5. GGOH通过FXR和LXR抑制破骨细胞生成并增强成骨细胞生成
FXR拮抗剂(guggulsterone)显著减弱了GGOH对成骨细胞ALP活性的促进作用,而FXR激动剂(GW4064)能模拟GGOH的作用,增强ALP活性。LXR和FXR的拮抗剂可逆转GGOH对RANKL诱导的破骨细胞TRAP活性的抑制,而LXR激动剂(GW3965)和FXR激动剂(GW4064)均能模拟GGOH,抑制破骨细胞分化。此外,香叶基香叶基转移酶1抑制剂(GGTI-298)也部分抑制了GGOH对成骨细胞分化的促进作用。
6. GGOH预防双膦酸盐诱导的成骨细胞分化抑制
双膦酸盐类药物唑来膦酸(ZA)抑制了颅骨成骨细胞的ALP活性,而GGOH处理可恢复被ZA抑制的成骨细胞ALP活性。
7. GGOH在体外和体内抑制LPS诱导的破骨细胞形成和骨吸收
在成骨细胞与骨髓细胞的共培养体系中,GGOH完全抑制了LPS诱导的多核破骨细胞形成。
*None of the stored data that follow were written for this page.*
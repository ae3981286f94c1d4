//! CLI Command Implementations
//!
//! Implements the actual logic for each CLI command.

use std::fs;
use std::path::Path;

use log::{info, warn};
use walkdir::WalkDir;

use crate::config::RecorderConfig;
use crate::engine::{generate_test_tone, interleave, resample, write_wave_file, HoundDecoder};
use crate::error::{Result, WavrecError};
use crate::session::{
    DirectoryDelivery, FileCapture, NoopWakeLock, RecordingPipeline, RecordingReport,
};
use crate::wav::{encode, WavHeader, HEADER_LEN};

/// Record a take from `source` and deliver it into the output directory.
pub fn record(config: &RecorderConfig, source: &Path, label: &str) -> Result<RecordingReport> {
    info!("Recording from: {}", source.display());

    let capture = FileCapture::open(source, config.capture_chunk_size)?;
    let mut session =
        RecordingPipeline::session(Box::new(capture), Some(Box::new(NoopWakeLock::new())), config);

    session.start()?;
    let captured = session.stop()?;

    let mut pipeline = RecordingPipeline::new(
        Box::new(HoundDecoder::new()),
        Box::new(DirectoryDelivery::new(&config.output_dir)),
        config,
    );
    pipeline.finish(captured, label)
}

/// Print a recording report.
pub fn print_report(report: &RecordingReport, json: bool) -> Result<()> {
    if json {
        println!("{}", serde_json::to_string_pretty(report)?);
        return Ok(());
    }

    println!("Saved: {}", report.delivery.location);
    println!(
        "Format: {} ch @ {} Hz, 16-bit PCM",
        report.channels, report.sample_rate
    );
    println!(
        "Length: {} frames ({:.2}s)",
        report.frame_count, report.duration_secs
    );
    println!("Size: {} bytes", report.delivery.size_bytes);
    println!("SHA-256: {}", report.delivery.sha256);

    Ok(())
}

/// Re-encode any WAV file as canonical 16-bit PCM.
pub fn encode_file(input: &Path, output: &Path, sample_rate: Option<u32>) -> Result<()> {
    info!("Encoding {} -> {}", input.display(), output.display());

    let mut decoded = HoundDecoder::new().decode_file(input)?;
    if let Some(rate) = sample_rate {
        decoded = resample(decoded, rate)?;
    }

    let wave = encode(&interleave(&decoded)?, decoded.sample_rate)?;
    write_wave_file(&wave, output)?;

    println!(
        "Wrote {} ({} ch @ {} Hz, {} frames)",
        output.display(),
        decoded.channel_count(),
        decoded.sample_rate,
        decoded.frame_count()
    );

    Ok(())
}

/// Print the header of a canonical WAV file.
pub fn inspect(path: &Path, json: bool) -> Result<()> {
    let bytes = fs::read(path)?;
    let header = WavHeader::parse(&bytes)?;

    if json {
        println!("{}", serde_json::to_string_pretty(&header)?);
        return Ok(());
    }

    println!("File: {}", path.display());
    println!("{:-<40}", "");
    println!("ChunkSize:     {}", header.chunk_size);
    println!("AudioFormat:   {}", header.audio_format);
    println!("NumChannels:   {}", header.channels);
    println!("SampleRate:    {}", header.sample_rate);
    println!("ByteRate:      {}", header.byte_rate);
    println!("BlockAlign:    {}", header.block_align);
    println!("BitsPerSample: {}", header.bits_per_sample);
    println!("DataSize:      {}", header.data_len);
    println!("{:-<40}", "");
    println!(
        "{} frames, {:.3}s",
        header.frame_count(),
        header.duration_secs()
    );

    let actual = bytes.len().saturating_sub(HEADER_LEN);
    if actual != header.data_len as usize {
        warn!(
            "Declared data size {} does not match the {} payload bytes present",
            header.data_len, actual
        );
    }

    Ok(())
}

/// Write a sine test tone.
pub fn tone(
    output: &Path,
    frequency: f32,
    duration: f32,
    channels: usize,
    sample_rate: u32,
) -> Result<()> {
    let decoded = generate_test_tone(frequency, duration, sample_rate, channels, 0.5)?;
    let wave = encode(&interleave(&decoded)?, sample_rate)?;
    write_wave_file(&wave, output)?;

    println!(
        "Wrote {:.1} Hz tone to {} ({} bytes)",
        frequency,
        output.display(),
        wave.len()
    );

    Ok(())
}

/// List the WAV recordings under `dir`.
pub fn list(dir: &Path) -> Result<()> {
    let mut found = 0usize;

    for entry in WalkDir::new(dir)
        .sort_by_file_name()
        .into_iter()
        .filter_map(|e| e.ok())
        .filter(|e| e.file_type().is_file())
        .filter(|e| {
            e.path()
                .extension()
                .is_some_and(|ext| ext.eq_ignore_ascii_case("wav"))
        })
    {
        found += 1;
        match fs::read(entry.path())
            .map_err(WavrecError::from)
            .and_then(|bytes| WavHeader::parse(&bytes))
        {
            Ok(header) => println!(
                "{}  {} ch  {} Hz  {:.2}s",
                entry.path().display(),
                header.channels,
                header.sample_rate,
                header.duration_secs()
            ),
            Err(e) => println!("{}  (unreadable: {})", entry.path().display(), e),
        }
    }

    if found == 0 {
        println!("No recordings in {}", dir.display());
    }

    Ok(())
}

/// Print the effective configuration.
pub fn print_config(config: &RecorderConfig) -> Result<()> {
    println!("{}", config.to_json()?);
    Ok(())
}

#[cfg(test)]
mod tests {
    use super::*;
    use tempfile::tempdir;

    #[test]
    fn test_tone_then_encode_then_record() {
        let dir = tempdir().unwrap();
        let tone_path = dir.path().join("tone.wav");
        let encoded_path = dir.path().join("encoded.wav");

        tone(&tone_path, 440.0, 0.1, 2, 44100).unwrap();
        encode_file(&tone_path, &encoded_path, Some(22050)).unwrap();

        let header = WavHeader::parse(&fs::read(&encoded_path).unwrap()).unwrap();
        assert_eq!(header.sample_rate, 22050);
        assert_eq!(header.channels, 2);

        let config = RecorderConfig {
            output_dir: dir.path().join("takes"),
            capture_chunk_size: 1000,
            ..RecorderConfig::default()
        };
        let report = record(&config, &encoded_path, "Demo").unwrap();
        assert!(report.delivery.filename.starts_with("Demo_"));
        assert_eq!(report.channels, 2);
        assert!(Path::new(&report.delivery.location).exists());

        inspect(&encoded_path, false).unwrap();
        list(dir.path()).unwrap();
    }

    #[test]
    fn test_inspect_rejects_non_wav() {
        let dir = tempdir().unwrap();
        let path = dir.path().join("notes.txt");
        fs::write(&path, "hello").unwrap();
        assert!(inspect(&path, false).is_err());
    }
}
//! Error handling for Wavrec
//!
//! Every error carries a stable code and, where it makes sense, recovery
//! suggestions that can be shown to the person holding the microphone.

use std::path::PathBuf;

use thiserror::Error;

/// Result type alias for Wavrec operations
pub type Result<T> = std::result::Result<T, WavrecError>;

/// Main error type for Wavrec operations
#[derive(Error, Debug)]
pub enum WavrecError {
    // Core Errors
    #[error("Malformed input: {reason}")]
    MalformedInput { reason: String },

    #[error("Unsupported format: {format}")]
    UnsupportedFormat { format: String },

    // Session Errors
    #[error("Cannot {action} while recorder is {state}")]
    InvalidTransition { state: String, action: String },

    #[error("Capture failed: {reason}")]
    CaptureError { reason: String },

    #[error("Decode failed: {reason}")]
    DecodeError {
        reason: String,
        #[source]
        source: Option<Box<dyn std::error::Error + Send + Sync>>,
    },

    #[error("Delivery failed: {path}")]
    DeliveryError {
        path: PathBuf,
        #[source]
        source: std::io::Error,
    },

    // Configuration Errors
    #[error("Invalid configuration in {path}: {reason}")]
    ConfigError { path: String, reason: String },

    // I/O Errors
    #[error("I/O error: {0}")]
    Io(#[from] std::io::Error),

    // Serialization Errors
    #[error("Serialization error: {0}")]
    Serialization(#[from] serde_json::Error),
}

impl WavrecError {
    /// Shorthand for a malformed-input error
    pub fn malformed(reason: impl Into<String>) -> Self {
        WavrecError::MalformedInput {
            reason: reason.into(),
        }
    }

    /// Get the error code for this error type
    pub fn error_code(&self) -> &'static str {
        match self {
            WavrecError::MalformedInput { .. } => "MALFORMED_INPUT",
            WavrecError::UnsupportedFormat { .. } => "UNSUPPORTED_FORMAT",
            WavrecError::InvalidTransition { .. } => "INVALID_TRANSITION",
            WavrecError::CaptureError { .. } => "CAPTURE_ERROR",
            WavrecError::DecodeError { .. } => "DECODE_ERROR",
            WavrecError::DeliveryError { .. } => "DELIVERY_ERROR",
            WavrecError::ConfigError { .. } => "CONFIG_ERROR",
            WavrecError::Io(_) => "IO_ERROR",
            WavrecError::Serialization(_) => "SERIALIZATION_ERROR",
        }
    }

    /// Check if this error is recoverable
    ///
    /// Malformed or undecodable recordings are never recoverable: the whole
    /// take is unusable and must be surfaced instead of partially encoded.
    pub fn is_recoverable(&self) -> bool {
        matches!(
            self,
            WavrecError::InvalidTransition { .. }
                | WavrecError::DeliveryError { .. }
                | WavrecError::ConfigError { .. }
        )
    }

    /// Get recovery suggestions for this error
    pub fn recovery_suggestions(&self) -> Vec<&'static str> {
        match self {
            WavrecError::MalformedInput { .. } | WavrecError::DecodeError { .. } => vec![
                "The recording is unusable - record it again",
                "Check that the microphone is connected and not muted",
            ],
            WavrecError::UnsupportedFormat { .. } => vec![
                "Only 16-bit PCM output is supported",
                "Convert the source to WAV (8, 16, 24 or 32-bit) first",
            ],
            WavrecError::InvalidTransition { .. } => vec![
                "Start a recording before pausing or stopping it",
                "Enable pause support in the configuration to pause",
            ],
            WavrecError::CaptureError { .. } => vec![
                "Check microphone permissions",
                "Make sure the recording ran long enough to capture audio",
            ],
            WavrecError::DeliveryError { .. } => vec![
                "Check that the output directory exists and is writable",
                "Free up disk space",
            ],
            WavrecError::ConfigError { .. } => vec!["Fix the configuration value and retry"],
            _ => vec![],
        }
    }
}
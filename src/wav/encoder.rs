//! 16-bit PCM WAVE encoder
//!
//! Serializes interleaved float samples into a canonical WAVE blob: the
//! fixed 44-byte header followed by little-endian signed 16-bit samples.
//! Output is byte-for-byte deterministic for identical input.

use crate::engine::buffer::InterleavedSamples;
use crate::error::{Result, WavrecError};
use crate::wav::format::{WavFormat, WavHeader, HEADER_LEN};

/// Negative full scale
const NEGATIVE_SCALE: f64 = 32768.0;

/// Positive full scale
const POSITIVE_SCALE: f64 = 32767.0;

/// An encoded WAVE file held in memory
#[derive(Debug, Clone, PartialEq, Eq)]
pub struct WaveFile {
    bytes: Vec<u8>,
}

impl WaveFile {
    /// The complete file, header included
    pub fn as_bytes(&self) -> &[u8] {
        &self.bytes
    }

    /// Consume and return the file bytes
    pub fn into_bytes(self) -> Vec<u8> {
        self.bytes
    }

    /// Total length in bytes (`44 + data_len`)
    pub fn len(&self) -> usize {
        self.bytes.len()
    }

    /// True only for a buffer without a header, which `encode` never produces
    pub fn is_empty(&self) -> bool {
        self.bytes.is_empty()
    }

    /// The 16-bit PCM payload after the header
    pub fn payload(&self) -> &[u8] {
        &self.bytes[HEADER_LEN.min(self.bytes.len())..]
    }

    /// Parse the header back out
    pub fn header(&self) -> Result<WavHeader> {
        WavHeader::parse(&self.bytes)
    }
}

impl AsRef<[u8]> for WaveFile {
    fn as_ref(&self) -> &[u8] {
        &self.bytes
    }
}

/// Quantize one float sample to signed 16-bit
///
/// The value is clamped to `[-1.0, 1.0]`, then negative values are scaled by
/// 32768 and non-negative values by 32767 and truncated toward zero, so both
/// full-scale ends are reachable without overflow. NaN maps to 0.
///
/// The product is formed in `f64`, where it is exact, so truncation sees
/// the true scaled value rather than one rounded up to the next integer.
#[inline]
pub fn quantize_sample(sample: f32) -> i16 {
    let clamped = f64::from(sample.clamp(-1.0, 1.0));
    if clamped < 0.0 {
        (clamped * NEGATIVE_SCALE) as i16
    } else {
        (clamped * POSITIVE_SCALE) as i16
    }
}

/// Map a 16-bit sample back to float using the inverse of `quantize_sample`
#[inline]
pub fn dequantize_sample(sample: i16) -> f32 {
    let scaled = if sample < 0 {
        f64::from(sample) / NEGATIVE_SCALE
    } else {
        f64::from(sample) / POSITIVE_SCALE
    };
    scaled as f32
}

/// Encode interleaved samples as a 16-bit PCM WAVE file
///
/// The channel count comes from `samples`. A stream with zero frames yields
/// a bare 44-byte header with an empty data chunk.
///
/// # Errors
/// * `MalformedInput` - zero sample rate, or more audio than a RIFF file can hold
pub fn encode(samples: &InterleavedSamples, sample_rate: u32) -> Result<WaveFile> {
    let format = WavFormat::pcm16(samples.channel_count(), sample_rate)?;
    encode_with_format(samples.samples(), &format)
}

/// Encode a raw interleaved slice with an explicit format
///
/// # Errors
/// * `MalformedInput` - zero channels or sample rate, a sample count that is
///   not a whole number of frames, or a payload too large for the 32-bit size fields
/// * `UnsupportedFormat` - a bit depth other than 16
pub fn encode_with_format(samples: &[f32], format: &WavFormat) -> Result<WaveFile> {
    // Fields are public, so re-check what `WavFormat::new` guarantees
    let format = &WavFormat::new(format.channels, format.sample_rate, format.bits_per_sample)?;

    if samples.len() % format.channels as usize != 0 {
        return Err(WavrecError::malformed(format!(
            "sample count {} is not divisible by channel count {}",
            samples.len(),
            format.channels
        )));
    }

    let data_len = samples
        .len()
        .checked_mul(format.bytes_per_sample() as usize)
        .ok_or_else(|| WavrecError::malformed("sample count overflows the payload size"))?;
    let header = WavHeader::for_payload(format, data_len)?;

    let mut bytes = Vec::with_capacity(HEADER_LEN + data_len);
    bytes.extend_from_slice(&header.to_bytes());
    for &sample in samples {
        bytes.extend_from_slice(&quantize_sample(sample).to_le_bytes());
    }

    log::debug!(
        "Encoded {} frames ({} ch @ {} Hz) into {} bytes",
        samples.len() / format.channels as usize,
        format.channels,
        format.sample_rate,
        bytes.len()
    );

    Ok(WaveFile { bytes })
}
在小鼠体内LPS诱导的颅骨骨吸收模型中,GGOH共处理显著减少了LPS诱导的TRAP阳性骨吸收陷窝数量,并通过micro-CT分析改善了LPS导致的骨量/组织体积(BV/TV)、骨小梁厚度(Tb.Th)和骨连接性(Euler数)下降,以及骨表面积/骨体积(BS/BV)和骨小梁分离度(Tb.Sp)的增加。
8. GGOH在骨质疏松模型小鼠中防止骨质流失
在卵巢切除(OVX)小鼠模型中,GGOH治疗改善了OVX导致的股骨远端骨小梁结构破坏。micro-CT分析显示,GGOH处理改善了OVX引起的BV/TV、骨表面积/组织体积(BS/TV)、骨小梁数量(Tb.N)和Tb.Th降低,以及BS/BV和Tb.Sp升高。
讨论总结与研究结论
讨论总结:本研究揭示了GGOH在骨代谢中的双重功能:抑制破骨细胞生成和促进成骨细胞分化。其分子机制可能涉及对JNK信号通路的差异性调控(在破骨细胞中抑制,在成骨细胞中增强)以及通过FXR和LXR等核受体的激活。GGOH还通过抑制成脂分化,可能有助于在间充质干细胞池中导向成骨分化。在病理模型中的应用表明,GGOH能够逆转双膦酸盐对成骨细胞的抑制,抵抗LPS诱导的炎症性骨吸收,并改善卵巢切除引起的骨质疏松,展现了其作为骨保护剂的治疗潜力。其作用可能部分通过蛋白质香叶基香叶基化实现。GGOH的结构(四个异戊烯单元和末端极性基团)对其活性至关重要。研究人员提出了GGOH在骨重塑中双重功能机制的模型:在破骨细胞中抑制JNK-c-Fos-NFATc1轴,在成骨细胞中激活MAPK-Smad1-Msx2/Runx2轴,并涉及FXR等核受体。
研究结论翻译:综上所述,GGOH具有抑制破骨细胞生成和促进成骨细胞分化的双重功能。GGOH对LPS诱导的炎症性骨质流失和OVX诱导的骨质疏松具有骨保护作用。因此,GGOH具有治疗骨质疏松症的潜力。